Top Secret describes itself as “An international undercover struggle” but to be honest that might be a slightly too grand a description.
Aim of the game
Each player in the game (up to a maximum of 4) is given seven secret agents and also 4 diplomatic bags, labelled A – D. They have to hide things in these bags. One will contain a bomb, whilst another contains one state secret, one three secrets, and the final one five secrets. These diplomatic bags are then left in cities across the world with the board being a “map” in the sense that it has bases named after cities and they are connected by various routes. The aim of the game is to bring a total of ten secrets back to your home base.
It’s a simple enough sounding mission, but as you might expect there are a few things to catch you up on the way. You know what is in your diplomatic bags, but not those of the other players. If you take a bomb back to your home base then you lose half of your agents. A costly mistake. Also, if you bump into another agent in a city you’re forced to have a showdown with them, which may again result in your agent losing his life.
Play starts with each player allocating contents to his diplomatic bags (done by putting cards showing the contents face down under the relevant A – D labels in the corner of the board relating to your colour’s starting base) and assembling all seven agents in the starting base.
Movement of agents is based on the roll of the dice. The only problem with my version of Top Secret being that the special dice were actually missing. These are supposed to have one blank face, two faces with 1 dot, two faces with 2 dots, and one face with 3 dots. The number of dots rolled indicates how far to move your agents. I ended up having to create a little look up table to tell us how many spaces to moved based on what we rolled on a pair of regular dice!
Agents move around the tracks on the board linking cities, and as they go they can collect any loose diplomatic bags that they find on the way. These can either be your own bags, or those of another player. You can drop a bag at any point and swap it with another bag that you find on your travels.
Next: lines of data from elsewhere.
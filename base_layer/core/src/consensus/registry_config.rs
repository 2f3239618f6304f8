// Copyright 2024. The Tari Project
//
// Redistribution and use in source and binary forms, with or without modification, are permitted provided that the
// following conditions are met:
//
// 1. Redistributions of source code must retain the above copyright notice, this list of conditions and the following
// disclaimer.
//
// 2. Redistributions in binary form must reproduce the above copyright notice, this list of conditions and the
// following disclaimer in the documentation and/or other materials provided with the distribution.
//
// 3. Neither the name of the copyright holder nor the names of its contributors may be used to endorse or promote
// products derived from this software without specific prior written permission.
//
// THIS SOFTWARE IS PROVIDED BY THE COPYRIGHT HOLDERS AND CONTRIBUTORS "AS IS" AND ANY EXPRESS OR IMPLIED WARRANTIES,
// INCLUDING, BUT NOT LIMITED TO, THE IMPLIED WARRANTIES OF MERCHANTABILITY AND FITNESS FOR A PARTICULAR PURPOSE ARE
// DISCLAIMED. IN NO EVENT SHALL THE COPYRIGHT HOLDER OR CONTRIBUTORS BE LIABLE FOR ANY DIRECT, INDIRECT, INCIDENTAL,
// SPECIAL, EXEMPLARY, OR CONSEQUENTIAL DAMAGES (INCLUDING, BUT NOT LIMITED TO, PROCUREMENT OF SUBSTITUTE GOODS OR
// SERVICES; LOSS OF USE, DATA, OR PROFITS; OR BUSINESS INTERRUPTION) HOWEVER CAUSED AND ON ANY THEORY OF LIABILITY,
// WHETHER IN CONTRACT, STRICT LIABILITY, OR TORT (INCLUDING NEGLIGENCE OR OTHERWISE) ARISING IN ANY WAY OUT OF THE
// USE OF THIS SOFTWARE, EVEN IF ADVISED OF THE POSSIBILITY OF SUCH DAMAGE.

use bitcann_common::{configuration::Network, ConfigurationError, SubConfigPath};
use bitcann_common_types::{amount::Satoshis, token::TokenCategory};
use bitcann_script::hash256;
use serde::{Deserialize, Serialize};

use crate::consensus::{DeploymentParams, DeploymentParamsBuilder};

const GENESIS_DOMAIN: &[u8] = b"bitcann.genesis.v1";

/// The `[registry]` section of the configuration file. Every field can be overridden with a `BITCANN_REGISTRY__`
/// prefixed environment variable.
#[derive(Clone, Debug, Serialize, Deserialize)]
#[serde(deny_unknown_fields)]
#[serde(default)]
pub struct RegistryConfig {
    pub network: Network,
    /// Hex encoded category. Derived from the network and tld when absent.
    pub name_category: Option<TokenCategory>,
    pub tld: String,
    pub min_starting_bid: u64,
    pub auction_price_decay_points: u64,
    pub min_auction_price: u64,
    pub min_bid_increase_percentage: u64,
    pub min_wait_time: u32,
    pub inactivity_expiry_time: u32,
    pub platform_fee_threshold: u64,
    pub max_platform_fee_percentage: u64,
}

impl Default for RegistryConfig {
    fn default() -> Self {
        let network = Network::default();
        let params = DeploymentParams::for_network(network, TokenCategory::default());
        Self {
            network,
            name_category: None,
            tld: String::from_utf8_lossy(params.tld()).into_owned(),
            min_starting_bid: params.min_starting_bid().as_u64(),
            auction_price_decay_points: params.auction_price_decay_points(),
            min_auction_price: params.min_auction_price().as_u64(),
            min_bid_increase_percentage: params.min_bid_increase_percentage(),
            min_wait_time: params.min_wait_time(),
            inactivity_expiry_time: params.inactivity_expiry_time(),
            platform_fee_threshold: params.platform_fee_threshold().as_u64(),
            max_platform_fee_percentage: params.max_platform_fee_percentage(),
        }
    }
}

impl SubConfigPath for RegistryConfig {
    fn main_key_prefix() -> &'static str {
        "registry"
    }
}

/// Sequence numbers only encode 16 bits of block based relative lock
const MAX_RELATIVE_LOCK: u32 = 0xffff;

impl RegistryConfig {
    pub fn validate(&self) -> Result<(), ConfigurationError> {
        if self.tld.is_empty() || self.tld.len() > 16 {
            return Err(ConfigurationError::new(
                "registry.tld",
                Some(self.tld.clone()),
                "must be between 1 and 16 bytes",
            ));
        }
        if self.min_auction_price > self.min_starting_bid {
            return Err(ConfigurationError::new(
                "registry.min_auction_price",
                Some(self.min_auction_price.to_string()),
                "cannot exceed min_starting_bid",
            ));
        }
        if self.max_platform_fee_percentage > 100 {
            return Err(ConfigurationError::new(
                "registry.max_platform_fee_percentage",
                Some(self.max_platform_fee_percentage.to_string()),
                "must be a percentage",
            ));
        }
        for (field, value) in [
            ("registry.min_wait_time", self.min_wait_time),
            ("registry.inactivity_expiry_time", self.inactivity_expiry_time),
        ] {
            if value > MAX_RELATIVE_LOCK {
                return Err(ConfigurationError::new(
                    field,
                    Some(value.to_string()),
                    format!("relative locks are limited to {} blocks", MAX_RELATIVE_LOCK),
                ));
            }
        }
        Ok(())
    }

    /// The configured category, or one derived from the network and tld
    pub fn resolve_name_category(&self) -> TokenCategory {
        self.name_category.unwrap_or_else(|| {
            let mut preimage = GENESIS_DOMAIN.to_vec();
            preimage.push(self.network.as_byte());
            preimage.extend_from_slice(self.tld.as_bytes());
            TokenCategory::new(hash256(&preimage))
        })
    }

    pub fn to_deployment_params(&self) -> Result<DeploymentParams, ConfigurationError> {
        self.validate()?;
        Ok(DeploymentParamsBuilder::new(self.network, self.resolve_name_category())
            .with_tld(self.tld.as_bytes())
            .with_auction_pricing(
                Satoshis(self.min_starting_bid),
                self.auction_price_decay_points,
                Satoshis(self.min_auction_price),
            )
            .with_min_bid_increase_percentage(self.min_bid_increase_percentage)
            .with_min_wait_time(self.min_wait_time)
            .with_inactivity_expiry_time(self.inactivity_expiry_time)
            .with_platform_fee(Satoshis(self.platform_fee_threshold), self.max_platform_fee_percentage)
            .build())
    }
}
// Copyright 2024. The Tari Project
//
// Redistribution and use in source and binary forms, with or without modification, are permitted provided that the
// following conditions are met:
//
// 1. Redistributions of source code must retain the above copyright notice, this list of conditions and the following
// disclaimer.
//
// 2. Redistributions in binary form must reproduce the above copyright notice, this list of conditions and the
// following disclaimer in the documentation and/or other materials provided with the distribution.
//
// 3. Neither the name of the copyright holder nor the names of its contributors may be used to endorse or promote
// products derived from this software without specific prior written permission.
//
// THIS SOFTWARE IS PROVIDED BY THE COPYRIGHT HOLDERS AND CONTRIBUTORS "AS IS" AND ANY EXPRESS OR IMPLIED WARRANTIES,
// INCLUDING, BUT NOT LIMITED TO, THE IMPLIED WARRANTIES OF MERCHANTABILITY AND FITNESS FOR A PARTICULAR PURPOSE ARE
// DISCLAIMED. IN NO EVENT SHALL THE COPYRIGHT HOLDER OR CONTRIBUTORS BE LIABLE FOR ANY DIRECT, INDIRECT, INCIDENTAL,
// SPECIAL, EXEMPLARY, OR CONSEQUENTIAL DAMAGES (INCLUDING, BUT NOT LIMITED TO, PROCUREMENT OF SUBSTITUTE GOODS OR
// SERVICES; LOSS OF USE, DATA, OR PROFITS; OR BUSINESS INTERRUPTION) HOWEVER CAUSED AND ON ANY THEORY OF LIABILITY,
// WHETHER IN CONTRACT, STRICT LIABILITY, OR TORT (INCLUDING NEGLIGENCE OR OTHERWISE) ARISING IN ANY WAY OUT OF THE
// USE OF THIS SOFTWARE, EVEN IF ADVISED OF THE POSSIBILITY OF SUCH DAMAGE.

//! The ledger simulator: a UTXO set behind the [UtxoSet] backend trait and a [Ledger] that validates and applies
//! transactions to it.

mod db_transaction;
pub use db_transaction::{DbTransaction, WriteOperation};

mod error;
pub use error::ChainStorageError;

mod ledger;
pub use ledger::{ConfirmedTransaction, Ledger};

mod memory_db;
pub use memory_db::MemoryUtxoSet;

mod utxo;
pub use utxo::{Utxo, UtxoFilter, UtxoSource};

mod utxo_set;
pub use utxo_set::UtxoSet;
You can’t go through a city where there is another agent without having a showdown. The way this works is through each player placing down one of they showdown cards which bears a number from 1 to 5, or is one of two 0 cards in the selection. The higher number laid down wins the showdown, and the other agent is killed off. The exception to this rule is if the losing agent played a “0”. In this case they still lose the showdown, but escape with their life and just have to return to their starting base. Once used a showdown card goes in a discard pile and once you’ve used all 7 cards you start again.
You obviously don’t know what is in your opponents’ diplomatic cases until you get them back to your home base, but if you get there and find a bomb then you lose half your agents.
Agent and diplomatic bag playing pieces
The agent playing pieces in Top Secret really are worth a special mention. Looking like stylist Cold War spies with wide brimmed hats the basic playing pieces are relatively simple and stylist. What makes them special though is that the each have a small notch cut out of the base which then perfectly fits a tab that is on the diplomatic bags in the game. This means the you can simply click together a spy and a bag and the two effectively become the one playing piece. Beautifully done and works perfectly so that you know exactly when a spy has picked up or dropped a bag. A really nice thought out little touch from the game designers.
Our thoughts on Top Secret
We tried the game out as a two player version and whilst it was still good, simple fun I can see how it would work even better with three or four players. It’s not a complicated game and in that way perfect for children getting used to this style of board game.
History of the Game
Top Secret was created by Alex Randolph and published by Jumbo back in 1985. After one man version it then seems to have vanished in that particular form. I understand that the game did morph into Spion & Spion which used artwork from the Spy vs Spy comic strip. Going away from the spy theme In Teufels Kuchen (which translates to In The Devil’s Kitchen) used almost identical game play with little devils in chef’s hats go round collecting pots. Two more games to look out for on my charity show and car boot trawls!